Hey, never mind: the Moveon.org folks have quietly removed their celebrated "General Betray-us" ad from their website. Cindy Sheehan, the supposed conscience of the nation when she was railing against Bush from the front pages, is an irrelevant kook unworthy of coverage when she protests Obama. Why, a cynic might almost think the "anti-war" movement was really an anti-Bush movement, and that they really don't care about dead foreigners after all. Plus ça change you can believe in, plus c'est la même chose.
Except in one respect. There is a big hole where our strategy should be.
It's hard to fight a war without war aims, and, in the end, they can only come from the top. It took the oil spill to alert Americans to the unengaged president. From Moscow to Tehran to the caves of Waziristan, our enemies got the message a lot earlier – and long ago figured out the rules of unengagement.

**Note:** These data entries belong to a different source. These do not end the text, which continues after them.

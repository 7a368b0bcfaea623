//! Batch recipe extraction from a semicolon-separated list of videos.
//!
//! Each input line is `url;filename;video_lang;output_lang;range`; everything
//! after the URL is optional. Items run one after another with a pause between
//! them. A failing item is logged to `_errors.log` and does not stop the batch.

use anyhow::{Context, Result};
use std::io::Write;
use std::path::{Path, PathBuf};
use std::time::Duration;

use crate::archive::{ArchiveConfig, ArchiveInclude};
use crate::extractors::{parse_time_range, TimeRange};
use crate::pipeline::{InsightPipeline, RecipeFromVideoOptions};
use crate::response::OutputFormat;
use crate::utils::{is_valid_language_code, normalize_language, slugify};

pub const ERROR_LOG: &str = "_errors.log";
const DEFAULT_OUTPUT_LANGUAGE: &str = "English";

/// One video to process
#[derive(Debug, Clone, PartialEq)]
pub struct BulkItem {
    pub url: String,
    pub filename: Option<String>,
    pub video_language: Option<String>,
    /// English language name
    pub output_language: String,
    pub time_range: Option<TimeRange>,
}

/// A line that could not be turned into an item
#[derive(Debug, Clone, PartialEq, Eq)]
pub struct LineError {
    pub line: usize,
    pub message: String,
}

impl std::fmt::Display for LineError {
    fn fmt(&self, f: &mut std::fmt::Formatter<'_>) -> std::fmt::Result {
        write!(f, "Line {}: {}", self.line, self.message)
    }
}

fn non_empty(part: Option<&str>) -> Option<&str> {
    part.map(str::trim).filter(|p| !p.is_empty())
}

/// Parse one non-comment line. Unknown languages fall back to autodetect / English.
pub fn parse_line(line: &str, line_number: usize) -> Result<BulkItem, LineError> {
    let error = |message: String| LineError {
        line: line_number,
        message,
    };
    let mut parts = line.split(';');

    let url = non_empty(parts.next()).ok_or_else(|| error("Missing URL".to_string()))?;
    if !(url.starts_with("http://") || url.starts_with("https://")) {
        return Err(error("Invalid URL format".to_string()));
    }

    let filename = non_empty(parts.next()).map(str::to_string);
    let video_language = non_empty(parts.next())
        .filter(|code| is_valid_language_code(code))
        .map(str::to_string);
    let output_language = non_empty(parts.next())
        .and_then(normalize_language)
        .unwrap_or(DEFAULT_OUTPUT_LANGUAGE)
        .to_string();
    let time_range = non_empty(parts.next())
        .map(parse_time_range)
        .transpose()
        .map_err(|e| error(e.to_string()))?;

    Ok(BulkItem {
        url: url.to_string(),
        filename,
        video_language,
        output_language,
        time_range,
    })
}

/// Parse a whole input file, skipping blank lines and `#` comments
pub fn parse_input(content: &str) -> Vec<Result<BulkItem, LineError>> {
    content
        .lines()
        .enumerate()
        .map(|(index, line)| (index + 1, line.trim()))
        .filter(|(_, line)| !line.is_empty() && !line.starts_with('#'))
        .map(|(number, line)| parse_line(line, number))
        .collect()
}

#[derive(Debug, Clone)]
pub struct BulkSettings {
    pub output_dir: PathBuf,
    pub delay: Duration,
    pub model: String,
    pub schema: String,
}

#[derive(Debug, Clone, Default, PartialEq, Eq)]
pub struct BulkReport {
    pub successful: usize,
    /// (url, error message)
    pub failed: Vec<(String, String)>,
    /// Set when Ctrl-C stopped the batch early
    pub interrupted: bool,
}

impl BulkReport {
    pub fn all_failed(&self) -> bool {
        self.successful == 0 && !self.failed.is_empty()
    }
}

/// File name of the saved recipe for `item`
pub fn recipe_filename(item: &BulkItem, timestamp_ms: i64) -> String {
    match item.filename.as_deref().map(slugify).filter(|s| !s.is_empty()) {
        Some(slug) => format!("{}.json", slug),
        None => {
            let path = url::Url::parse(&item.url)
                .map(|u| u.path().to_string())
                .unwrap_or_default();
            format!("recipe-{}-{}.json", slugify(&path), timestamp_ms)
        }
    }
}

fn log_failure(output_dir: &Path, url: &str, message: &str) -> Result<()> {
    let mut file = fs_err::OpenOptions::new()
        .create(true)
        .append(true)
        .open(output_dir.join(ERROR_LOG))?;
    write!(
        file,
        "[{}] {}\n  Error: {}\n\n",
        chrono::Utc::now().to_rfc3339(),
        url,
        message
    )?;
    Ok(())
}

async fn process_item(
    pipeline: &InsightPipeline,
    item: &BulkItem,
    settings: &BulkSettings,
) -> Result<PathBuf, String> {
    let archive = item
        .filename
        .as_deref()
        .map(slugify)
        .filter(|s| !s.is_empty())
        .map(|slug| ArchiveConfig {
            output_path: settings.output_dir.join(format!("{}.zip", slug)),
            include: vec![ArchiveInclude::Video],
            filename: Some(slug),
        });

    let options = RecipeFromVideoOptions {
        url: item.url.clone(),
        video_language: item.video_language.clone(),
        output_language: item.output_language.clone(),
        schema: settings.schema.clone(),
        model: settings.model.clone(),
        output_format: OutputFormat::Json,
        cookies: None,
        time_range: item.time_range,
        archive,
    };

    let result = pipeline
        .recipe_from_video(&options)
        .await
        .map_err(|e| e.to_string())?;

    let path = settings
        .output_dir
        .join(recipe_filename(item, chrono::Utc::now().timestamp_millis()));
    fs_err::write(&path, result.content.render()).map_err(|e| e.to_string())?;
    Ok(path)
}

/// Run every item in order, pausing `settings.delay` between items.
pub async fn process_items(
    pipeline: &InsightPipeline,
    items: &[BulkItem],
    settings: &BulkSettings,
) -> Result<BulkReport> {
    fs_err::create_dir_all(&settings.output_dir)?;
    let mut report = BulkReport::default();

    for (index, item) in items.iter().enumerate() {
        if index > 0 && !settings.delay.is_zero() {
            println!("  Waiting {}s before next video...", settings.delay.as_secs());
            tokio::select! {
                _ = tokio::time::sleep(settings.delay) => {}
                _ = tokio::signal::ctrl_c() => {
                    tracing::warn!(remaining = items.len() - index, "Interrupted, stopping batch");
                    report.interrupted = true;
                    break;
                }
            }
        }

        let display_name = item
            .filename
            .clone()
            .unwrap_or_else(|| item.url.chars().take(50).collect());
        println!("[{}/{}] Processing: {}", index + 1, items.len(), display_name);

        match process_item(pipeline, item, settings).await {
            Ok(path) => {
                report.successful += 1;
                println!("  Saved: {}", path.display());
            }
            Err(message) => {
                println!("  Failed: {}", message);
                tracing::error!(url = %item.url, error = %message, "Bulk item failed");
                log_failure(&settings.output_dir, &item.url, &message)
                    .context("Failed to write error log")?;
                report.failed.push((item.url.clone(), message));
            }
        }
    }

    Ok(report)
}

/// Read `input`, report unparsable lines and process the rest
pub async fn run(pipeline: &InsightPipeline, input: &Path, settings: &BulkSettings) -> Result<BulkReport> {
    let content = fs_err::read_to_string(input)?;
    let (items, errors): (Vec<_>, Vec<_>) = parse_input(&content).into_iter().partition(|r| r.is_ok());
    let items: Vec<BulkItem> = items.into_iter().filter_map(Result::ok).collect();

    if !errors.is_empty() {
        println!("Parse errors in input file:");
        for err in errors.into_iter().filter_map(Result::err) {
            println!("  {}", err);
        }
        println!();
    }

    if items.is_empty() {
        anyhow::bail!("No valid video configurations found in {}", input.display());
    }

    println!("Processing {} video(s)...", items.len());
    println!("Output directory: {}", settings.output_dir.display());
    println!();

    let report = process_items(pipeline, &items, settings).await?;

    println!();
    println!("Done!");
    println!("  Successful: {}", report.successful);
    println!("  Failed: {}", report.failed.len());
    if !report.failed.is_empty() {
        println!("  See {} for details", settings.output_dir.join(ERROR_LOG).display());
    }

    Ok(report)
}

#[cfg(test)]
mod tests {
    use super::*;
    use crate::extractors::{MockDownloader, ToolError};
    use crate::llm::FakeProvider;
    use crate::pipeline::test_support::*;
    use std::sync::Arc;

    #[test]
    fn test_parse_full_line() {
        let item = parse_line("https://youtube.com/watch?v=ghi789;ramen;ja;it;30:300", 3).unwrap();
        assert_eq!(item.filename.as_deref(), Some("ramen"));
        assert_eq!(item.video_language.as_deref(), Some("ja"));
        assert_eq!(item.output_language, "Italian");
        assert_eq!(item.time_range, Some(TimeRange { start: Some(30.0), end: Some(300.0) }));
    }

    #[test]
    fn test_parse_defaults_and_unknown_languages() {
        let item = parse_line("https://youtube.com/watch?v=abc;;xx;Klingon", 1).unwrap();
        assert_eq!(item.filename, None);
        assert_eq!(item.video_language, None);
        assert_eq!(item.output_language, "English");
        assert_eq!(item.time_range, None);
    }

    #[test]
    fn test_parse_errors() {
        assert_eq!(
            parse_line("ftp://x", 4).unwrap_err().to_string(),
            "Line 4: Invalid URL format"
        );
        assert!(parse_line("https://x.test;a;;;50:10", 5).is_err());
    }

    #[test]
    fn test_parse_input_skips_comments_and_blanks() {
        let parsed = parse_input("# videos\n\nhttps://a.test/1\n  \nnot-a-url\nhttps://a.test/2;two\n");
        assert_eq!(parsed.len(), 3);
        assert!(parsed[0].is_ok());
        assert_eq!(parsed[1].as_ref().unwrap_err().line, 5);
        assert_eq!(parsed[2].as_ref().unwrap().filename.as_deref(), Some("two"));
    }

    #[test]
    fn test_recipe_filename() {
        let mut item = parse_line("https://youtube.com/shorts/XyZ", 1).unwrap();
        assert_eq!(recipe_filename(&item, 1700), "recipe-shorts-xyz-1700.json");
        item.filename = Some("Pasta Carbonara!".to_string());
        assert_eq!(recipe_filename(&item, 1700), "pasta-carbonara.json");
    }

    #[tokio::test]
    async fn test_failures_are_logged_and_batch_continues() {
        let out = tempfile::tempdir().unwrap();
        let mut downloader = MockDownloader::new();
        downloader.expect_download().returning(|url, dir, _| {
            if url.contains("broken") {
                return Err(ToolError::Output("no formats found".to_string()));
            }
            let media_path = dir.join("video.mp4");
            std::fs::write(&media_path, b"m").map_err(ToolError::Io)?;
            Ok(crate::extractors::VideoArtifact {
                media_path,
                metadata_path: dir.join("video.info.json"),
            })
        });
        let pipeline = pipeline(
            downloader,
            transcriber_saying("t"),
            unused_webpage(),
            Arc::new(FakeProvider::with_reply("{\"title\":\"T\"}")),
        );

        let items = vec![
            parse_line("https://a.test/broken", 1).unwrap(),
            parse_line("https://a.test/ok;soup", 2).unwrap(),
        ];
        let settings = BulkSettings {
            output_dir: out.path().to_path_buf(),
            delay: Duration::ZERO,
            model: "gemini-test".to_string(),
            schema: "{}".to_string(),
        };

        let report = process_items(&pipeline, &items, &settings).await.unwrap();
        assert_eq!(report.successful, 1);
        assert_eq!(report.failed.len(), 1);
        assert!(!report.all_failed());

        let log = std::fs::read_to_string(out.path().join(ERROR_LOG)).unwrap();
        assert!(log.contains("https://a.test/broken"));
        assert!(log.contains("Error: Failed to download video: no formats found"));

        let recipe = std::fs::read_to_string(out.path().join("soup.json")).unwrap();
        assert!(recipe.contains("\"source_url\": \"https://a.test/ok\""));

        let archive = zip::ZipArchive::new(std::fs::File::open(out.path().join("soup.zip")).unwrap()).unwrap();
        assert_eq!(archive.file_names().collect::<Vec<_>>(), vec!["soup.mp4"]);
    }
}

Yes, I'm sure the Russkies got hold of Obambi's "disappeared" senior thesis on US-USSR nuke disarmament the callow shallow youth wrote back in the eighties. Now that the dunce has moved to the head of the class, we have to thank our hard-working media for not uncovering these anomalies, including his "disappeared" state senate campaign contribution records for TWO races, so that the American people can remain ignorant of the "plus ça change you can believe in, plus c'est la même chose.